Une jolie manne pour des proprios à l’affût d’affaires juteuses


Hassan Bentaleb
Samedi 2 Juin 2018

Reportage : Gîtes pour ouvriers célibataires
Il est presque 4h30. Ahmed essaie tant bien que mal de se réveiller. C’est l’heure d’aller au boulot. D’un mouvement brusque, il quitte son lit en essayant de faire moins de bruit.  Il doit également faire sa toilette, s'habiller et préparer son petit-déjeuner tout aussi en silence. Il ne vit pas seul. Il partage sa chambre avec d’autres locataires qui sont encore endormis. Ils sont cinq à occuper la même chambre et 13 à partager le même appartement de 60 m2 au rez-de-chaussée de cette bâtisse de quatre étages.
Sise au N° 33, elle est connue dans ce quartier populaire de Casablanca pour n’abriter que des zoufrya (ouvriers célibataires).  Plus de 60 personnes y partagent 18 chambres minuscules de 3 m2. Pourtant, cette maison n’est pas la seule du genre dans le quartier. D’autres existent aussi  à proximité ou un peu plus loin. Le phénomène de la location des maisons aux seuls travailleurs célibataires est en pleine expansion à Casablanca.  

Un segment très lucratif
En fait, de plus en plus de propriétaires sont attirés par ce genre de location. Certains propriétaires se sont même spécialisés dans ce segment. Une tendance confirmée par les agents immobiliers qui affirment que de plus en plus de particuliers en quête de placements rentables s’y lancent.  Et pour cause, l’investissement dans le locatif est devenu plus rentable. Le rendement annuel pour un propriétaire peut atteindre 8% du prix d’achat. Ceci d’autant plus qu’il y a une demande plus soutenue sur le marché notamment de la part des femmes vivant seules et qui travaillent souvent dans les zones industrielles (Ain Sebaa, Moulay Rachid, Lissasfa…). Ces dernières préfèrent louer une chambre entre filles et partager les frais.  «Les propriétaires récupèrent facilement leur mise au bout de quelques années. Ceci d’autant plus que la valeur vénale du bien immobilier objet du bail augmente  sensiblement avec le temps», nous a indiqué Abdallah, propriétaire d’une agence immobilière. Et de poursuivre : « Ces propriétaires achètent  souvent des maisons vétustes et mal entretenues à des prix bas avant de procéder à leur réfection et leur morcellement en petites chambres.   On trouve quatre pièces par étage,  partagées souvent par quatre à cinq personnes.

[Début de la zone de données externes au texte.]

#[cfg(test)]
mod tests {
    use super::*;
    use crate::core::identity::EntityPrefix;
    use crate::core::store::{MemoryStore, WriteOp};
    use crate::entities::{Role, User};
    use chrono::TimeZone;

    struct Fixture {
        store: MemoryStore,
        session: Session,
        branch: EntityId,
        blade_type: EntityId,
    }

    fn fixture() -> Fixture {
        let mut store = MemoryStore::new();
        let branch = Branch {
            id: EntityId::new(EntityPrefix::Brn),
            name: "B1".to_string(),
            address: "Av. Central 10".to_string(),
            phone: "555-0100".to_string(),
            manager: None,
            created: Utc::now(),
        };
        let blade_type = BladeType {
            id: EntityId::new(EntityPrefix::Bty),
            code: "T1".to_string(),
            name: "Circular 300mm".to_string(),
            active: true,
            description: None,
            created: Utc::now(),
        };
        store.create(&branch).unwrap();
        store.create(&blade_type).unwrap();

        let user = User {
            id: EntityId::new(EntityPrefix::Usr),
            email: "op@example.com".to_string(),
            name: "Operator".to_string(),
            role: Role::Operator,
            branch: branch.id,
            active: true,
            created_at: Utc::now(),
            updated_at: None,
        };
        Fixture {
            store,
            session: Session::new(user, Utc::now()),
            branch: branch.id,
            blade_type: blade_type.id,
        }
    }

    fn new_blade(fx: &Fixture, code: &str) -> NewBlade {
        NewBlade {
            code: code.to_string(),
            branch: Some(fx.branch),
            blade_type: Some(fx.blade_type),
        }
    }

    fn at(month: u32, day: u32) -> DateTime<Utc> {
        Utc.with_ymd_and_hms(2026, month, day, 9, 30, 0).unwrap()
    }

    fn sharpening(kind: SharpeningKind, ts: DateTime<Utc>, final_sharpening: bool) -> SharpeningForm {
        SharpeningForm {
            kind: Some(kind),
            timestamp: Some(ts),
            notes: None,
            final_sharpening,
        }
    }

    #[test]
    fn test_unknown_code_offers_registration() {
        let mut fx = fixture();
        let session = fx.session.clone();
        let lifecycle = BladeLifecycle::new(&mut fx.store, &session);

        let outcome = lifecycle.lookup("ZZ-9999").unwrap();
        assert_eq!(
            outcome,
            LookupOutcome::NotFound {
                code: "ZZ-9999".to_string()
            }
        );
        assert!(outcome.can_register());
        assert!(!outcome.can_sharpen());
    }

    #[test]
    fn test_blank_code_is_a_validation_error() {
        let mut fx = fixture();
        let session = fx.session.clone();
        let lifecycle = BladeLifecycle::new(&mut fx.store, &session);

        assert!(matches!(
            lifecycle.lookup("   "),
            Err(LifecycleError::Validation(ValidationError::Required("code")))
        ));
    }

    #[test]
    fn test_full_lifecycle() {
        let mut fx = fixture();
        let session = fx.session.clone();
        let form = new_blade(&fx, "SN-1001");
        let mut lifecycle = BladeLifecycle::new(&mut fx.store, &session);

        // registered, no history
        let outcome = lifecycle.register_blade(form).unwrap();
        let LookupOutcome::Available(snapshot) = &outcome else {
            panic!("expected available, got {:?}", outcome);
        };
        assert!(snapshot.history.is_empty());
        assert!(!snapshot.blade.terminal_sharpening_done);
        assert_eq!(snapshot.blade.registered_by, Some(session.user_id()));

        // one non-final sharpening
        let receipt = lifecycle
            .record_sharpening("SN-1001", sharpening(SharpeningKind::Edge, at(3, 1), false))
            .unwrap();
        assert!(receipt.outcome.can_sharpen());
        assert_eq!(receipt.outcome.snapshot().unwrap().history.len(), 1);
        assert_eq!(receipt.event.recorded_by, Some(session.user_id()));

        // final sharpening
        let receipt = lifecycle
            .record_sharpening("SN-1001", sharpening(SharpeningKind::Face, at(4, 2), true))
            .unwrap();
        let LookupOutcome::Terminal(snapshot) = &receipt.outcome else {
            panic!("expected terminal, got {:?}", receipt.outcome);
        };
        assert_eq!(snapshot.history.len(), 2);
        assert!(snapshot.blade.terminal_sharpening_done);
        assert_eq!(snapshot.blade.terminal_sharpening_date, Some(at(4, 2)));

        // no further sharpening
        assert!(matches!(
            lifecycle.record_sharpening("SN-1001", sharpening(SharpeningKind::Edge, at(5, 1), false)),
            Err(LifecycleError::TerminalBlade(_))
        ));
        assert_eq!(lifecycle.lookup("SN-1001").unwrap().snapshot().unwrap().history.len(), 2);
    }

    #[test]
    fn test_terminal_blade_without_history_is_refused() {
        let mut fx = fixture();
        let mut blade = Blade::new("SN-7", fx.branch, fx.blade_type);
        blade.mark_terminal(at(1, 10));
        fx.store.create(&blade).unwrap();

        let session = fx.session.clone();
        let mut lifecycle = BladeLifecycle::new(&mut fx.store, &session);
        assert!(lifecycle.lookup("SN-7").unwrap().is_terminal());
        assert!(matches!(
            lifecycle.record_sharpening("SN-7", sharpening(SharpeningKind::Edge, at(2, 1), false)),
            Err(LifecycleError::TerminalBlade(_))
        ));
        assert!(fx.store.is_empty(EntityPrefix::Shp));
    }

    #[test]
    fn test_history_is_sorted_by_timestamp() {
        let mut fx = fixture();
        let session = fx.session.clone();
        let form = new_blade(&fx, "SN-2");
        let mut lifecycle = BladeLifecycle::new(&mut fx.store, &session);
        lifecycle.register_blade(form).unwrap();

        lifecycle
            .record_sharpening("SN-2", sharpening(SharpeningKind::Face, at(6, 1), false))
            .unwrap();
        let receipt = lifecycle
            .record_sharpening("SN-2", sharpening(SharpeningKind::Edge, at(2, 1), false))
            .unwrap();

        let history = &receipt.outcome.snapshot().unwrap().history;
        assert_eq!(history[0].timestamp, at(2, 1));
        assert_eq!(history[1].timestamp, at(6, 1));
    }

    #[test]
    fn test_lookup_is_idempotent() {
        let mut fx = fixture();
        let session = fx.session.clone();
        let form = new_blade(&fx, "SN-3");
        let mut lifecycle = BladeLifecycle::new(&mut fx.store, &session);
        lifecycle.register_blade(form).unwrap();
        lifecycle
            .record_sharpening("SN-3", sharpening(SharpeningKind::Edge, at(3, 3), false))
            .unwrap();

        assert_eq!(lifecycle.lookup("SN-3").unwrap(), lifecycle.lookup("SN-3").unwrap());
    }

    #[test]
    fn test_duplicate_code_rejected() {
        let mut fx = fixture();
        let session = fx.session.clone();
        let first = new_blade(&fx, "SN-4");
        let second = new_blade(&fx, " SN-4 ");
        let mut lifecycle = BladeLifecycle::new(&mut fx.store, &session);

        lifecycle.register_blade(first).unwrap();
        assert!(matches!(
            lifecycle.register_blade(second),
            Err(LifecycleError::DuplicateCode(code)) if code == "SN-4"
        ));
        assert_eq!(fx.store.len(EntityPrefix::Bld), 1);
    }

    #[test]
    fn test_registration_validates_before_store_calls() {
        let mut fx = fixture();
        fx.store.inject_failure(WriteOp::Create, EntityPrefix::Bld);
        let session = fx.session.clone();
        let mut lifecycle = BladeLifecycle::new(&mut fx.store, &session);

        let form = NewBlade {
            code: "SN-5".to_string(),
            branch: None,
            blade_type: None,
        };
        assert!(matches!(
            lifecycle.register_blade(form),
            Err(LifecycleError::Validation(ValidationError::Required("branch")))
        ));
    }

    #[test]
    fn test_inactive_blade_type_rejected() {
        let mut fx = fixture();
        let retired = BladeType {
            id: EntityId::new(EntityPrefix::Bty),
            code: "OLD".to_string(),
            name: "Retired".to_string(),
            active: false,
            description: None,
            created: Utc::now(),
        };
        fx.store.create(&retired).unwrap();

        let session = fx.session.clone();
        let form = NewBlade {
            code: "SN-6".to_string(),
            branch: Some(fx.branch),
            blade_type: Some(retired.id),
        };
        let mut lifecycle = BladeLifecycle::new(&mut fx.store, &session);
        assert!(matches!(
            lifecycle.register_blade(form),
            Err(LifecycleError::InactiveBladeType(code)) if code == "OLD"
        ));
    }

    #[test]
    fn test_sharpening_requires_kind_and_timestamp() {
        let mut fx = fixture();
        let session = fx.session.clone();
        let form = new_blade(&fx, "SN-8");
        let mut lifecycle = BladeLifecycle::new(&mut fx.store, &session);
        lifecycle.register_blade(form).unwrap();

        let missing_kind = SharpeningForm {
            timestamp: Some(at(1, 1)),
            ..Default::default()
        };
        assert!(matches!(
            lifecycle.record_sharpening("SN-8", missing_kind),
            Err(LifecycleError::Validation(ValidationError::Required("sharpening kind")))
        ));

        let missing_time = SharpeningForm {
            kind: Some(SharpeningKind::Face),
            ..Default::default()
        };
        assert!(matches!(
            lifecycle.record_sharpening("SN-8", missing_time),
            Err(LifecycleError::Validation(ValidationError::Required("timestamp")))
        ));
    }

    #[test]
    fn test_sharpening_unknown_blade() {
        let mut fx = fixture();
        let session = fx.session.clone();
        let mut lifecycle = BladeLifecycle::new(&mut fx.store, &session);

        assert!(matches!(
            lifecycle.record_sharpening("NOPE", sharpening(SharpeningKind::Edge, at(1, 1), false)),
            Err(LifecycleError::BladeNotFound(_))
        ));
    }

    #[test]
    fn test_failed_event_write_surfaces_generic_error() {
        let mut fx = fixture();
        let session = fx.session.clone();
        let form = new_blade(&fx, "SN-9");
        {
            let mut lifecycle = BladeLifecycle::new(&mut fx.store, &session);
            lifecycle.register_blade(form).unwrap();
        }
        fx.store.inject_failure(WriteOp::Create, EntityPrefix::Shp);

        let mut lifecycle = BladeLifecycle::new(&mut fx.store, &session);
        let err = lifecycle
            .record_sharpening("SN-9", sharpening(SharpeningKind::Edge, at(1, 1), true))
            .unwrap_err();
        assert!(matches!(err, LifecycleError::Collaborator { .. }));
        assert_eq!(err.to_string(), RETRY_MESSAGE);

        let outcome = lifecycle.lookup("SN-9").unwrap();
        assert!(outcome.can_sharpen());
        assert!(outcome.snapshot().unwrap().history.is_empty());
    }

    #[test]
    fn test_partial_termination_keeps_event() {
        let mut fx = fixture();
        let session = fx.session.clone();
        let form = new_blade(&fx, "SN-10");
        {
            let mut lifecycle = BladeLifecycle::new(&mut fx.store, &session);
            lifecycle.register_blade(form).unwrap();
        }
        fx.store.inject_failure(WriteOp::Update, EntityPrefix::Bld);

        let mut lifecycle = BladeLifecycle::new(&mut fx.store, &session);
        let err = lifecycle
            .record_sharpening("SN-10", sharpening(SharpeningKind::Face, at(2, 2), true))
            .unwrap_err();
        let (event, code) = match err {
            LifecycleError::PartialTermination { event, code, .. } => (event, code),
            other => panic!("expected partial termination, got {:?}", other),
        };
        assert_eq!(code, "SN-10");

        let outcome = lifecycle.lookup("SN-10").unwrap();
        let snapshot = outcome.snapshot().unwrap();
        assert!(!snapshot.blade.terminal_sharpening_done);
        assert_eq!(snapshot.history.len(), 1);
        assert_eq!(snapshot.history[0].id, event);
    }

    #[test]
    fn test_event_copies_branch_at_creation() {
        let mut fx = fixture();
        let session = fx.session.clone();
        let form = new_blade(&fx, "SN-11");
        let mut lifecycle = BladeLifecycle::new(&mut fx.store, &session);
        lifecycle.register_blade(form).unwrap();

        let mut form = sharpening(SharpeningKind::Edge, at(7, 7), false);
        form.notes = Some("  teeth 3-5 chipped ".to_string());
        let receipt = lifecycle.record_sharpening("SN-11", form).unwrap();

        assert_eq!(receipt.event.branch, fx.branch);
        assert_eq!(receipt.event.notes.as_deref(), Some("teeth 3-5 chipped"));
    }

    #[test]
    fn test_outcome_serializes_with_status_tag() {
        let outcome = LookupOutcome::NotFound {
            code: "ZZ-9999".to_string(),
        };
        let json = serde_json::to_value(&outcome).unwrap();
        assert_eq!(json["status"], "not_found");
        assert_eq!(json["code"], "ZZ-9999");
    }
}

Chacune de ces chambres  génère en moyenne  1.000 DH par mois. Avec quatre chambres par étage, on a une rentabilité de l’ordre de 4.000 DH par mois  et de 20.000 DH si l’on prend compte du fait que les maisons destinées à ce genre de clientèle sont érigées sur quatre étages sans compter le rez-de-chaussée qui compte trois à quatre chambres et la terrasse».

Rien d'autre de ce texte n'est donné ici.